**Assigned task:**
Once the line with "has outgoing edges." is found in the entries below, print it and each following line exactly, stopping after the line with "of the enumeration."; print nothing else.

Dataset items
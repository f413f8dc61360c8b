//! Generic transition validator.
//!
//! A [`StateMachine`] is a static, immutable description of one entity
//! kind's lifecycle: the direct transition graph, the terminal states, the
//! targets that need a reason, and the targets an override may force. It
//! never touches storage; callers load the current state, ask the machine,
//! and persist only when the answer is valid.
//!
//! # Example
//!
//! ```
//! use fleet_lifecycle::lifecycle::{Lifecycles, VehicleStatus};
//!
//! let lifecycles = Lifecycles::standard().unwrap();
//! let vehicles = lifecycles.vehicle();
//!
//! let check = vehicles.validate(VehicleStatus::PickupReady, VehicleStatus::OnRent, false);
//! assert!(check.valid);
//! assert!(!check.reason_required);
//!
//! let check = vehicles.validate(VehicleStatus::Available, VehicleStatus::OnRent, false);
//! assert!(!check.valid);
//! ```

mod builder;
mod error;
mod validation;

pub use builder::StateMachineBuilder;
pub use error::{BuildError, ConfigProblem, TransitionError};
pub use validation::{Rejection, TransitionValidation};

use crate::core::State;
use std::collections::{HashMap, HashSet, VecDeque};
use tracing::trace;

/// Validated, immutable lifecycle configuration for one state enumeration.
///
/// Construct through [`StateMachineBuilder`]; the builder guarantees every
/// state has a transition row and no terminal state has outgoing edges.
#[derive(Clone, Debug)]
pub struct StateMachine<S: State> {
    pub(crate) transitions: HashMap<S, Vec<S>>,
    pub(crate) terminal: HashSet<S>,
    pub(crate) requires_reason: HashSet<S>,
    pub(crate) override_allowed: HashSet<S>,
}

impl<S: State> StateMachine<S> {
    /// Start a builder for this state enumeration.
    pub fn builder() -> StateMachineBuilder<S> {
        StateMachineBuilder::new()
    }

    /// Display name, e.g. `VehicleStatus`.
    pub fn name(&self) -> &'static str {
        S::MACHINE
    }

    /// Every state of the enumeration.
    pub fn states(&self) -> &'static [S] {
        S::all()
    }

    /// Validate a proposed transition.
    ///
    /// A direct edge is always valid, needing a reason only when `to` is a
    /// reason-required target. Without an edge, the transition is valid only
    /// when `has_override` is set and `to` is an override target; such
    /// transitions always need a reason. Anything else is rejected, with the
    /// message distinguishing a terminal source from a missing edge.
    pub fn validate(&self, from: S, to: S, has_override: bool) -> TransitionValidation<S> {
        let allowed = self.allowed_transitions(from).to_vec();

        let (valid, is_override_required, reason_required, rejection) = if allowed.contains(&to) {
            (true, false, self.requires_reason.contains(&to), None)
        } else if has_override && self.override_allowed.contains(&to) {
            (true, true, true, None)
        } else if self.is_terminal(from) {
            (false, false, false, Some(Rejection::Terminal))
        } else {
            (false, false, false, Some(Rejection::NotAnEdge))
        };

        let mut validation = TransitionValidation {
            machine: self.name(),
            valid,
            from,
            to,
            reason: None,
            allowed_transitions: allowed,
            is_override_required,
            reason_required,
            rejection,
        };

        if let Err(err) = validation.clone().into_result() {
            validation.reason = Some(err.to_string());
        }

        trace!(
            machine = self.name(),
            from = from.name(),
            to = to.name(),
            has_override,
            valid,
            "validated transition"
        );

        validation
    }

    /// Direct edges out of `from`. Override targets are not included.
    pub fn allowed_transitions(&self, from: S) -> &[S] {
        self.transitions
            .get(&from)
            .map(Vec::as_slice)
            .unwrap_or(&[])
    }

    pub fn is_terminal(&self, state: S) -> bool {
        self.terminal.contains(&state)
    }

    pub fn requires_reason(&self, to: S) -> bool {
        self.requires_reason.contains(&to)
    }

    pub fn is_override_allowed(&self, to: S) -> bool {
        self.override_allowed.contains(&to)
    }

    /// Whether `to` can be reached from `from` through direct edges alone.
    ///
    /// A state always reaches itself.
    pub fn is_reachable(&self, from: S, to: S) -> bool {
        let mut visited: HashSet<S> = HashSet::from([from]);
        let mut queue: VecDeque<S> = VecDeque::from([from]);

        while let Some(state) = queue.pop_front() {
            if state == to {
                return true;
            }
            for next in self.allowed_transitions(state) {
                if visited.insert(*next) {
                    queue.push_back(*next);
                }
            }
        }

        false
    }
}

**Your response:**
/// state has a transition row and no terminal state has outgoing edges.
#[derive(Clone, Debug)]
pub struct StateMachine<S: State> {
    pub(crate) transitions: HashMap<S, Vec<S>>,
    pub(crate) terminal: HashSet<S>,
    pub(crate) requires_reason: HashSet<S>,
    pub(crate) override_allowed: HashSet<S>,
}

impl<S: State> StateMachine<S> {
    /// Start a builder for this state enumeration.
    pub fn builder() -> StateMachineBuilder<S> {
        StateMachineBuilder::new()
    }

    /// Display name, e.g. `VehicleStatus`.
    pub fn name(&self) -> &'static str {
        S::MACHINE
    }

    /// Every state of the enumeration.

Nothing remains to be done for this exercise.